Collected data:
[Start of section]

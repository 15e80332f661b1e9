use std::path::{Path, PathBuf};

use tracing::{info, warn};

use crate::{
    advisory::{self, advisory},
    cookies::detect_browser_profile,
    download::{DownloadOutcome, Downloader},
    engine::{DownloadOptions, VideoInfo, output_template},
    error::{DownloadError, EngineError},
    files::{self, MIN_DOWNLOAD_BYTES},
    quality::Quality,
    registry::DownloadedFileRecord,
    sanitize::sanitize_filename,
};

const BROWSER_HEADERS: [(&str, &str); 12] = [
    (
        "User-Agent",
        "Mozilla/5.0 (Windows NT 10.0; Win64; x64) AppleWebKit/537.36 (KHTML, like Gecko) Chrome/115.0.0.0 Safari/537.36",
    ),
    (
        "Accept",
        "text/html,application/xhtml+xml,application/xml;q=0.9,image/webp,*/*;q=0.8",
    ),
    ("Accept-Language", "en-US,en;q=0.5"),
    ("Accept-Encoding", "gzip, deflate, br"),
    ("Dnt", "1"),
    ("Connection", "keep-alive"),
    ("Upgrade-Insecure-Requests", "1"),
    ("Sec-Fetch-Dest", "document"),
    ("Sec-Fetch-Mode", "navigate"),
    ("Sec-Fetch-Site", "none"),
    ("Sec-Fetch-User", "?1"),
    ("Cache-Control", "max-age=0"),
];

/// ffmpeg arguments forcing H.264 output with broadly compatible pixels.
const H264_ARGS: [&str; 8] = [
    "-c:v", "libx264", "-crf", "18", "-preset", "slow", "-pix_fmt", "yuv420p",
];

const EXTRACTOR_ARGS: &str = "youtube:player_skip=webpage;skip=dash,hls;player_client=android,web";

const EXTRACTOR_RETRIES: u32 = 3;
const NETWORK_RETRIES: u32 = 5;
const FRAGMENT_RETRIES: u32 = 5;

/// Builds the engine options for a YouTube download at the given quality.
pub fn plan_options(
    quality: Quality,
    output_template: String,
    cookies_browser: Option<String>,
) -> DownloadOptions {
    DownloadOptions {
        format: quality.format_selector().to_string(),
        output_template,
        merge_output_format: quality.merges_streams().then(|| "mp4".to_string()),
        no_playlist: true,
        recode_video: Some("mp4".to_string()),
        postprocessor_args: H264_ARGS.iter().map(ToString::to_string).collect(),
        http_headers: BROWSER_HEADERS
            .iter()
            .map(|(name, value)| (name.to_string(), value.to_string()))
            .collect(),
        extractor_retries: EXTRACTOR_RETRIES,
        retries: NETWORK_RETRIES,
        fragment_retries: FRAGMENT_RETRIES,
        extractor_args: Some(EXTRACTOR_ARGS.to_string()),
        cookies_from_browser: cookies_browser,
        quiet: false,
        ignore_errors: false,
        no_check_certificates: true,
    }
}

impl Downloader {
    /// Probe, plan, pre-clean, fetch, then resolve the file the engine
    /// actually produced.
    pub async fn download_youtube(
        &self,
        url: &str,
        quality: Quality,
    ) -> Result<DownloadOutcome, DownloadError> {
        info!("Starting download for URL: {url}");
        tokio::fs::create_dir_all(&self.download_dir).await?;

        let cookies_browser = self.cookies_browser.as_deref().and_then(|browser| {
            advisory("browser cookie extraction", detect_browser_profile(browser))
                .map(|_| browser.to_string())
        });

        let mut options = plan_options(
            quality,
            output_template(&self.download_dir, "video"),
            cookies_browser,
        );

        info!("Fetching video info...");
        let video_info = self
            .probe_with_cookie_fallback(url, &mut options)
            .await
            .map_err(DownloadError::Probe)?
            .ok_or(DownloadError::NoInfo)?;
        if let Some(id) = &video_info.id {
            info!("Video id: {id}");
        }

        let raw_title = video_info
            .title
            .filter(|title| !title.trim().is_empty());
        let safe_title = sanitize_filename(raw_title.as_deref().unwrap_or("video"));
        options.output_template = output_template(&self.download_dir, &safe_title);

        let planned = self.download_dir.join(format!("{safe_title}.mp4"));
        info!("Output path: {}", planned.display());

        if advisory::remove_file("pre-clean of existing file", &planned).await {
            info!("Removed existing file: {}", planned.display());
        }

        let report = match self.engine.fetch(url, &options).await {
            Ok(report) => report,
            Err(engine_error) => {
                warn!("Download failed: {engine_error}");
                files::remove_partials(&self.download_dir, &safe_title, &planned).await;
                return Err(DownloadError::Fetch(engine_error));
            }
        };
        if let Some(reported) = &report.output_path {
            info!("Engine reported output: {}", reported.display());
        }

        let (path, filename, size) = self.resolve_output(&planned, &safe_title).await?;

        self.registry
            .record(DownloadedFileRecord::new(
                filename.clone(),
                path,
                url,
                raw_title.as_deref().unwrap_or("Unknown"),
                size,
            ))
            .await;

        Ok(DownloadOutcome {
            filename,
            title: raw_title.unwrap_or_else(|| "Downloaded Video".to_string()),
            size: Some(size),
        })
    }

    /// The engine reads browser cookies itself, so a cookie problem first
    /// shows up as a failed probe. Such a failure is advisory: the probe is
    /// repeated without cookies and the rest of the download drops them too.
    async fn probe_with_cookie_fallback(
        &self,
        url: &str,
        options: &mut DownloadOptions,
    ) -> Result<Option<VideoInfo>, EngineError> {
        match self.engine.probe(url, &options.probe_options()).await {
            Err(engine_error) if options.cookies_from_browser.is_some() => {
                advisory::<(), _>("browser cookie extraction", Err(engine_error));
                options.cookies_from_browser = None;
                info!("Retrying video info without browser cookies...");
                self.engine.probe(url, &options.probe_options()).await
            }
            result => result,
        }
    }

    async fn resolve_output(
        &self,
        planned: &Path,
        safe_title: &str,
    ) -> Result<(PathBuf, String, u64), DownloadError> {
        if let Some(size) = files::sized_file(planned, MIN_DOWNLOAD_BYTES).await? {
            let filename = planned
                .file_name()
                .map(|name| name.to_string_lossy().into_owned())
                .unwrap_or_else(|| format!("{safe_title}.mp4"));
            info!("Successfully downloaded: {filename} ({size} bytes)");
            return Ok((planned.to_path_buf(), filename, size));
        }

        match files::find_by_prefix(&self.download_dir, safe_title, MIN_DOWNLOAD_BYTES, true).await? {
            Some(found) => {
                info!(
                    "Found downloaded file with different name: {} ({} bytes)",
                    found.name, found.size
                );
                Ok((found.path, found.name, found.size))
            }
            None => Err(DownloadError::NotFound {
                expected: planned.to_path_buf(),
            }),
        }
    }
}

[End of section]

■ REQUIRED WORK ■
Report each line of the records that holds the word "true".

■ ANSWER FOR THE TASK ■
        no_playlist: true,
        no_check_certificates: true,
        match files::find_by_prefix(&self.download_dir, safe_title, MIN_DOWNLOAD_BYTES, true).await? {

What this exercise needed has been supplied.